RT : Oui, tout en étant conforme à la loi. Mais le Canada ne veut même pas, parce qu’il craint ces escales techniques. Car durant l’escale technique, si on découvre un cas de Covid à bord, le Canada est tenu de le faire débarquer et de le traiter.

OJQ : Selon vous, cette crainte est-elle justifiée de la part des autorités canadiennes? Dans un contexte où les compagnies de croisière ont mis en place des mesures visant à atténuer les risques?

RT : Un décideur qui doit gérer une pandémie traite malheureusement les sous-secteurs comme l’industrie touristique de cette manière. Et les croisières sont les premières têtes coupées dans l’industrie du tourisme à l’international. On aurait souhaité un véritable dialogue entre nous et les décideurs.
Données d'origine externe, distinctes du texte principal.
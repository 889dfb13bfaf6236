// This Source Code Form is subject to the terms of the Mozilla Public
// License, v. 2.0. If a copy of the MPL was not distributed with this
// file, You can obtain one at http://mozilla.org/MPL/2.0/.

//! Simulating the visibilities of a sky model.
//!
//! Channels are simulated one at a time. For each channel, every device runs
//! a worker thread that pulls sky-chunk indices off a shared queue, simulates
//! them, and sums the results into the device's own accumulation buffer.
//! Once the queue is drained and every worker has finished, the accumulation
//! buffers are added into the channel's visibilities in device order.

mod chunk;
mod error;
mod timers;

pub use error::SimulateError;

use std::{path::PathBuf, sync::Arc, thread, time::Instant};

use crossbeam_channel::unbounded;
use crossbeam_utils::atomic::AtomicCell;
use indicatif::{ProgressBar, ProgressDrawTarget, ProgressStyle};
use log::{debug, info, warn};
use marlu::UVW;
use ndarray::prelude::*;
use num_complex::Complex;
use scopeguard::defer_on_unwind;

use crate::{
    correlate::{Correlator, CorrelatorSettings},
    device::{acquire_devices, DeviceHandle},
    effects::station_uvw,
    io::write::create_writers,
    jones::{Jones, JonesMode, Precision, VisType},
    sky::{FluxFilter, SkyChunk},
    telescope::Telescope,
    time::{mjd_to_gast_fast, TimeGrid},
    vis::{add_noise, AnyVisibilities, VisElement, VisMetadata, Visibilities},
    PROGRESS_BARS,
};
use chunk::{ChannelContext, DeviceWorkspace};
use timers::Timers;

/// Evenly-spaced channel frequencies.
#[derive(Debug, Clone, Copy, PartialEq)]
pub struct FrequencyGrid {
    /// \[Hz\]
    pub start_hz: f64,

    /// \[Hz\]
    pub inc_hz: f64,

    pub num_channels: usize,
}

impl FrequencyGrid {
    pub fn freq(&self, i_chan: usize) -> f64 {
        self.start_hz + self.inc_hz * i_chan as f64
    }

    pub fn freqs(&self) -> Vec<f64> {
        (0..self.num_channels).map(|i| self.freq(i)).collect()
    }
}

/// Everything needed to simulate visibilities.
#[derive(Debug, Clone)]
pub struct Simulation {
    pub telescope: Arc<Telescope>,

    /// The sky model, already split into chunks.
    pub chunks: Vec<SkyChunk>,

    /// Applied to each source after its flux density is scaled to a channel
    /// frequency.
    pub flux_filter: FluxFilter,

    pub vis_type: VisType,

    pub freqs: FrequencyGrid,

    pub time_grid: TimeGrid,

    pub correlator: CorrelatorSettings,

    /// How many devices to use. If this is `None`, all available devices are
    /// used.
    pub num_devices: Option<usize>,

    /// If this is set, noise is added to the visibilities with this seed.
    pub noise_seed: Option<u64>,

    pub outputs: Vec<PathBuf>,
}

impl Simulation {
    pub fn num_sources(&self) -> usize {
        self.chunks.iter().map(SkyChunk::len).sum()
    }

    /// Simulate the visibilities and write them to every output.
    pub fn run(&self) -> Result<(), SimulateError> {
        if self.outputs.is_empty() {
            return Err(SimulateError::NoOutput);
        }
        // Catch bad output paths before doing any work.
        let mut writers = create_writers(&self.outputs)?;

        let vis = self.simulate()?;
        for writer in writers.iter_mut() {
            writer.write(&vis)?;
        }
        Ok(())
    }

    /// Simulate the visibilities, adding noise if it's enabled.
    pub fn simulate(&self) -> Result<AnyVisibilities, SimulateError> {
        let devices = acquire_devices(self.num_devices)?;
        info!(
            "Simulating {} visibilities on {} device(s)",
            self.vis_type,
            devices.len()
        );
        let vis = match (self.vis_type.precision, self.vis_type.mode) {
            (Precision::Single, JonesMode::Scalar) => {
                Complex::<f32>::into_any(self.simulate_typed(&devices)?)
            }
            (Precision::Double, JonesMode::Scalar) => {
                Complex::<f64>::into_any(self.simulate_typed(&devices)?)
            }
            (Precision::Single, JonesMode::Matrix) => {
                Jones::<f32>::into_any(self.simulate_typed(&devices)?)
            }
            (Precision::Double, JonesMode::Matrix) => {
                Jones::<f64>::into_any(self.simulate_typed(&devices)?)
            }
        };
        Ok(vis)
    }

    /// The metadata of the simulated visibilities. Baseline (u, v, w)
    /// coordinates are given at the centre of each time step.
    pub fn metadata(&self) -> Result<VisMetadata, SimulateError> {
        let telescope = &self.telescope;
        let baselines: Vec<(usize, usize)> = telescope.baseline_pairs().collect();
        let mut station_uvws = vec![UVW::default(); telescope.num_stations()];
        let mut uvws = Array2::from_elem(
            (self.time_grid.num_times, baselines.len()),
            UVW::default(),
        );
        for (i_time, mut uvws) in uvws.outer_iter_mut().enumerate() {
            let gast = mjd_to_gast_fast(self.time_grid.dump_centre_mjd(i_time));
            station_uvw(telescope, gast, &mut station_uvws)?;
            for (uvw, &(p, q)) in uvws.iter_mut().zip(baselines.iter()) {
                let (uvw_p, uvw_q) = (station_uvws[p], station_uvws[q]);
                *uvw = UVW {
                    u: uvw_p.u - uvw_q.u,
                    v: uvw_p.v - uvw_q.v,
                    w: uvw_p.w - uvw_q.w,
                };
            }
        }

        Ok(VisMetadata {
            phase_centre: telescope.phase_centre,
            array_position: telescope.array_position,
            freqs_hz: self.freqs.freqs(),
            channel_bandwidth_hz: self.correlator.channel_bandwidth_hz,
            timestamps: self.time_grid.dump_centres(),
            time_res: self.time_grid.time_res,
            baselines,
            uvws,
        })
    }

    fn simulate_typed<E: VisElement>(
        &self,
        devices: &[DeviceHandle],
    ) -> Result<Visibilities<E>, SimulateError> {
        let start = Instant::now();
        let beam = self.telescope.beam.create_beam()?;
        let correlator = Correlator::new(&self.telescope, self.correlator);
        let mut vis = Visibilities::<E>::new(self.metadata()?);

        let max_chunk_size = self.chunks.iter().map(SkyChunk::len).max().unwrap_or(0);
        let mut workspaces: Vec<DeviceWorkspace<E>> = devices
            .iter()
            .map(|device| {
                DeviceWorkspace::new(
                    device.clone(),
                    Arc::clone(&self.telescope),
                    max_chunk_size,
                    self.time_grid.num_times,
                    correlator.num_baselines(),
                )
            })
            .collect();

        let progress = ProgressBar::with_draw_target(
            Some((self.freqs.num_channels * self.chunks.len()) as u64),
            if PROGRESS_BARS.load() {
                ProgressDrawTarget::stdout()
            } else {
                ProgressDrawTarget::hidden()
            },
        )
        .with_style(
            ProgressStyle::default_bar()
                .template("{msg:17}: [{wide_bar:.blue}] {pos:3}/{len:3} chunks ({elapsed_precise}<{eta_precise})")
                .map(|s| s.progress_chars("=> "))
                .unwrap_or_else(|_| ProgressStyle::default_bar()),
        )
        .with_position(0)
        .with_message("Simulating");

        for i_chan in 0..self.freqs.num_channels {
            let freq_hz = self.freqs.freq(i_chan);
            debug!(
                "Channel {}/{}: {:.6} MHz",
                i_chan + 1,
                self.freqs.num_channels,
                freq_hz / 1e6
            );
            let ctx = ChannelContext {
                sim: self,
                beam: &*beam,
                correlator: &correlator,
                i_chan,
                freq_hz,
            };
            simulate_channel(&ctx, &mut workspaces, &progress)?;

            // The end of the scope above is the barrier; only this thread
            // touches the global visibilities.
            for ws in workspaces.iter_mut() {
                ws.merge_into(&mut vis, i_chan);
            }
        }
        progress.abandon_with_message("Finished simulating");

        if let Some(seed) = self.noise_seed {
            if self.num_sources() > 0 && !self.telescope.normalise_beams_at_phase_centre {
                warn!("Station beams are not normalised at the phase centre, so the noise may be at the wrong level relative to the sky signal");
            }
            let station_rms_jy: Vec<f64> = self
                .telescope
                .stations
                .iter()
                .map(|s| s.noise_rms_jy)
                .collect();
            add_noise(&mut vis, &station_rms_jy, seed)?;
        }

        let timers: Vec<&Timers> = workspaces.iter().map(|ws| &ws.timers).collect();
        Timers::log_summary(&timers, start.elapsed());

        Ok(vis)
    }
}

/// Share out every chunk of the sky amongst the devices and simulate them at
/// one channel. Returns once every device has finished, with the first error
/// that any device hit.
fn simulate_channel<E: VisElement>(
    ctx: &ChannelContext,
    workspaces: &mut [DeviceWorkspace<E>],
    progress: &ProgressBar,
) -> Result<(), SimulateError> {
    let (tx, rx) = unbounded();
    for i_chunk in 0..ctx.sim.chunks.len() {
        // `rx` is alive, so this can't fail.
        tx.send(i_chunk).ok();
    }
    drop(tx);

    let error = AtomicCell::new(false);
    thread::scope(|scope| {
        let mut handles = Vec::with_capacity(workspaces.len());
        let mut result = Ok(());
        for ws in workspaces.iter_mut() {
            let name = format!("device-{}", ws.device().index());
            let rx = rx.clone();
            let error = &error;
            let spawned = thread::Builder::new()
                .name(name.clone())
                .spawn_scoped(scope, move || {
                    defer_on_unwind! { error.store(true); }
                    let result = ws.process_queue(ctx, rx, error, progress);
                    if result.is_err() {
                        error.store(true);
                    }
                    result
                });
            match spawned {
                Ok(handle) => handles.push((name, handle)),
                Err(e) => {
                    error.store(true);
                    result = Err(SimulateError::from(e));
                    break;
                }
            }
        }

        for (name, handle) in handles {
            let thread_result = handle
                .join()
                .unwrap_or_else(|_| Err(SimulateError::WorkerPanicked(name)));
            if result.is_ok() {
                result = thread_result;
            }
        }
        result
    })
}
// This Source Code Form is subject to the terms of the Mozilla Public
// License, v. 2.0. If a copy of the MPL was not distributed with this
// file, You can obtain one at http://mozilla.org/MPL/2.0/.

//! Analytic station beams: a circular Gaussian and the VLA primary beam.

use num_complex::Complex;

use super::{angular_separation, Beam, BeamDirection, BeamType};
use crate::{constants::RAD_TO_ARCMIN, telescope::Station};

/// A circular Gaussian beam that tracks the phase centre. The width scales
/// inversely with frequency.
pub struct GaussianBeam {
    /// The standard deviation of the Gaussian at the reference frequency,
    /// in direction-cosine units.
    sigma_ref: f64,

    ref_freq_hz: f64,
}

impl GaussianBeam {
    /// The FWHM must be positive; [`super::BeamModel::validate`] checks this.
    pub fn new(fwhm_deg: f64, ref_freq_hz: f64) -> GaussianBeam {
        let fwhm_lm = fwhm_deg.to_radians().sin();
        GaussianBeam {
            sigma_ref: fwhm_lm / (2.0 * (2.0 * std::f64::consts::LN_2).sqrt()),
            ref_freq_hz,
        }
    }

    pub fn sigma(&self, freq_hz: f64) -> f64 {
        self.sigma_ref * self.ref_freq_hz / freq_hz
    }
}

impl Beam for GaussianBeam {
    fn get_beam_type(&self) -> BeamType {
        BeamType::Gaussian
    }

    fn calc_response(
        &self,
        _station: &Station,
        _element_errors: &[Complex<f64>],
        direction: &BeamDirection,
        pointing: &BeamDirection,
        freq_hz: f64,
    ) -> Complex<f64> {
        let dx = direction.horizon[0] - pointing.horizon[0];
        let dy = direction.horizon[1] - pointing.horizon[1];
        let sigma = self.sigma(freq_hz);
        let r = (-(dx * dx + dy * dy) / (2.0 * sigma * sigma)).exp();
        Complex::new(r, 0.0)
    }
}

// AIPS PBCOR coefficients.
const VLA_FREQS_GHZ: [f64; 8] = [0.0738, 0.3275, 1.465, 4.885, 8.435, 14.965, 22.485, 43.315];
const VLA_P1S: [f64; 8] = [-0.897, -0.935, -1.343, -1.372, -1.306, -1.305, -1.417, -1.321];
const VLA_P2S: [f64; 8] = [2.71, 3.23, 6.579, 6.940, 6.253, 6.155, 7.332, 6.185];
const VLA_P3S: [f64; 8] = [-0.242, -0.378, -1.186, -1.309, -1.100, -1.030, -1.352, -0.983];
const VLA_CUTOFF_FREQS_GHZ: [f64; 4] = [1.485, 4.885, 15.0, 22.5];
const VLA_CUTOFF_RADII_ARCMIN: [f64; 4] = [29.8, 9.13, 2.95, 1.97];

fn nearest_index(values: &[f64], target: f64) -> usize {
    values
        .iter()
        .enumerate()
        .fold((0, f64::INFINITY), |(best_i, best_d), (i, v)| {
            let d = (v - target).abs();
            if d < best_d {
                (i, d)
            } else {
                (best_i, best_d)
            }
        })
        .0
}

/// The VLA primary beam, from the polynomial used by AIPS task PBCOR. The
/// coefficients of the tabulated frequency nearest to the observing frequency
/// are used, and the response is zero beyond a cutoff radius.
pub struct VlaBeam;

impl VlaBeam {
    /// The response at `radius_arcmin` from the pointing centre.
    pub fn response_at_radius(radius_arcmin: f64, freq_hz: f64) -> f64 {
        let freq_ghz = freq_hz / 1e9;
        let cutoff = VLA_CUTOFF_RADII_ARCMIN[nearest_index(&VLA_CUTOFF_FREQS_GHZ, freq_ghz)];
        if radius_arcmin >= cutoff {
            return 0.0;
        }

        let i = nearest_index(&VLA_FREQS_GHZ, freq_ghz);
        let rf = radius_arcmin * VLA_FREQS_GHZ[i];
        let x = rf * rf;
        1.0 + x * (VLA_P1S[i] * 1e-3 + x * (VLA_P2S[i] * 1e-7 + x * VLA_P3S[i] * 1e-10))
    }
}

impl Beam for VlaBeam {
    fn get_beam_type(&self) -> BeamType {
        BeamType::Vla
    }

    fn calc_response(
        &self,
        _station: &Station,
        _element_errors: &[Complex<f64>],
        direction: &BeamDirection,
        pointing: &BeamDirection,
        freq_hz: f64,
    ) -> Complex<f64> {
        let r = angular_separation(&direction.horizon, &pointing.horizon) * RAD_TO_ARCMIN;
        Complex::new(Self::response_at_radius(r, freq_hz), 0.0)
    }
}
OJQ : Ils ne vous ont pas consulté?

RT : Les moyens de consultation sont assez questionnables. Il y a eu un appel de Transports Canada, à peine une semaine avant la décision, pour discuter de quelle devait être la date optimale de report de la saison des croisières. C’était un appel téléphonique et nous étions 80 sur la ligne…

OJQ : !!

RT :…c’était coast to coast au Canada, et chacun ne pouvait faire qu’une seule intervention…

OJQ : !!!!

RT : …puis après, plus rien. Plus de son, plus d’image. Et une semaine plus tard, on apprend que vite vite, on doit se dépêcher parce qu’une annonce va avoir lieu. Autrement dit, on s’est fait prendre par surprise avec une annonce aussi majeure et importante que celle-là.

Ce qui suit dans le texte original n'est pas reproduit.